Every company wants people to love using their product. Adding features, capabilities, and rich experiences are tried and true tools to engage the “wow” factor in consumers. However, we have become so driven to craft pleasurable consumer experiences that the field of digitized applications is now crowded with addictive systems rivaling that of controlled substances.

Connectivity is a powerful asset, but simply adding more and more guarantees neither efficiency nor focus. If the ultimate goal is to create products that improve quality of life, then we may be missing the mark.

A deluge of shiny digital interactions show up under the headings of access, connectivity, communication, and awareness. However, with every additional data pipeline we feed into our consciousness, we turn the data stream into an unnavigable whitewater rapid.

Smartphones are an obvious example, but many other items have similar pitfalls. Complicated touch screen UIs in cars, notification-heavy personal computing environments, hyper-customizable home media setups, and digitized health metrics are also common culprits.  All promise simplicity and ease, and deliver complexity and confusion.

Nokia recently announced plans to release a new version of their iconic Model 3310 from 17 years ago. This is their response to a growing number of consumers who value simple over smart when it comes to phones. The original 3310 was known for legendary durability, overall simplicity, and generous battery life. Recognizing that those three features are lacking among most smartphones, Nokia decided to give it a try. So could it be that repackaging dated technology will become a solid strategy? Does the fact that Nokia is stepping back into the feature phone market prove that there are enough consumers tired of being connected?

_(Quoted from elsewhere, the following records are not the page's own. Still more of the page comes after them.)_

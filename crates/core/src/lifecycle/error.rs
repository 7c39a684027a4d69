use thiserror::Error;

use crate::{calls::AdapterError, description::InterfaceKind, status::Status};

use super::LifecycleState;

/// An operation was called in a state where it is not allowed.
///
/// No native call is made when this error is returned.
#[derive(Debug, Clone, Error, PartialEq, Eq)]
#[error("`{operation}` is not allowed in state {state} (instance `{instance}`)")]
pub struct SequenceError {
    pub instance: String,
    pub operation: &'static str,
    pub state: LifecycleState,
}

/// The component returned `Error` or `Fatal` (or a status the caller does not
/// accept) from a lifecycle call.
#[derive(Debug, Clone, Error, PartialEq, Eq)]
#[error("`{operation}` returned {status} (instance `{instance}`){}", diagnostic_suffix(.diagnostic))]
pub struct CallError {
    pub instance: String,
    pub operation: &'static str,
    pub status: Status,
    /// Latest non-OK message the component logged before failing.
    pub diagnostic: Option<String>,
}

fn diagnostic_suffix(diagnostic: &Option<String>) -> String {
    diagnostic
        .as_ref()
        .map(|d| format!(": {d}"))
        .unwrap_or_default()
}

/// Errors raised by [`Instance`](super::Instance) operations.
#[derive(Debug, Error)]
pub enum LifecycleError {
    #[error(transparent)]
    Sequence(#[from] SequenceError),

    #[error(transparent)]
    Call(#[from] CallError),

    #[error("adapter failed during `{operation}` (instance `{instance}`)")]
    Adapter {
        instance: String,
        operation: &'static str,
        #[source]
        source: AdapterError,
    },

    #[error("component does not provide the {kind:?} interface")]
    UnsupportedInterface { kind: InterfaceKind },

    #[error("component provides neither model exchange nor co-simulation")]
    NoInterface,

    #[error("`{operation}` expected {expected} values, got {actual}")]
    LengthMismatch {
        operation: &'static str,
        expected: usize,
        actual: usize,
    },
}

impl LifecycleError {
    /// Returns true if the error left the instance in `Fatal`.
    #[must_use]
    pub fn is_fatal(&self) -> bool {
        match self {
            Self::Call(err) => err.status == Status::Fatal,
            Self::Adapter { source, .. } => source.is_channel(),
            _ => false,
        }
    }
}
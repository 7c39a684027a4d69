use std::{io, path::PathBuf};

use tandem_core::ChannelError;
use thiserror::Error;

/// Errors raised while starting or connecting to a companion.
#[derive(Debug, Error)]
pub enum RemoteError {
    #[error("failed to start companion `{program}`")]
    Spawn {
        program: PathBuf,
        #[source]
        source: io::Error,
    },

    #[error("failed to connect to the companion")]
    Connect(#[source] io::Error),

    #[error("companion could not load its component: {reason}")]
    Rejected { reason: String },

    #[error(transparent)]
    Channel(#[from] ChannelError),
}
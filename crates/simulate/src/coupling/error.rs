use tandem_core::{LifecycleError, ValueKind};
use thiserror::Error;

use crate::{config::ConfigError, run::SimulationError};

use super::collaborators::CollaboratorError;

/// Structural problems in a system descriptor.
///
/// All of these are found before anything is instantiated, except the
/// variable checks, which need the loaded component's descriptor.
#[derive(Debug, Clone, Error, PartialEq)]
pub enum SystemError {
    #[error("system `{system}` declares `{name}` more than once")]
    DuplicateElement { system: String, name: String },

    #[error("system `{system}` has no element `{element}`")]
    UnknownElement { system: String, element: String },

    #[error("`{element}` has no connector `{connector}`")]
    UnknownConnector { element: String, connector: String },

    #[error("cannot connect {from_kind:?} `{from}` to {to_kind:?} `{to}`")]
    ConnectionTypeMismatch {
        from: String,
        from_kind: ValueKind,
        to: String,
        to_kind: ValueKind,
    },

    #[error("connection `{from}` -> `{to}` carries {kind:?} values and cannot be transformed")]
    InvalidTransform {
        from: String,
        to: String,
        kind: ValueKind,
    },

    #[error("connection `{from}` -> `{to}` runs against the connector directions")]
    ConnectionDirection { from: String, to: String },

    #[error("`{connector}` is the end of more than one connection")]
    MultipleSources { connector: String },

    #[error("connections form a cycle through `{connector}`")]
    ConnectionCycle { connector: String },

    #[error("component `{component}` has no variable `{name}`")]
    UnknownVariable { component: String, name: String },

    #[error("connector `{connector}` is {declared:?} but the variable is {actual:?}")]
    VariableTypeMismatch {
        connector: String,
        declared: ValueKind,
        actual: ValueKind,
    },

    #[error("`{name}` is not an input connector of the system")]
    UnknownInput { name: String },
}

/// Errors raised while building, running, or tearing down a coupled system.
#[derive(Debug, Error)]
pub enum CouplingError {
    #[error("invalid system structure")]
    Structure(#[from] SystemError),

    #[error("invalid configuration")]
    Config(#[from] ConfigError),

    #[error("failed to extract `{archive}`")]
    Extract {
        archive: String,
        #[source]
        source: CollaboratorError,
    },

    #[error("failed to load component `{component}`")]
    Load {
        component: String,
        #[source]
        source: CollaboratorError,
    },

    #[error(transparent)]
    Component(#[from] SimulationError),

    #[error("failed to tear down `{component}`")]
    Teardown {
        component: String,
        #[source]
        source: LifecycleError,
    },

    #[error("failed to release the extracted archive")]
    Release(#[source] CollaboratorError),

    #[error("the system has already been torn down")]
    TornDown,
}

Perhaps there’s something to be learned here. While marketing teams and product developers are partially to blame for digital exhaustion, they can also be a force to alleviate it. It’s worth remembering that “human bandwidth” is a limited resource. So having items in our lives that help relieve digital exhaustion may become increasingly important. Maybe your next project could provide customers with sanctuary from the hyper-connected maelstrom.

Your business could offer the next oasis customers crave merely with the application of simple features over a confusion of “bonus” features. In a complicated world, keeping it simple might just set you apart.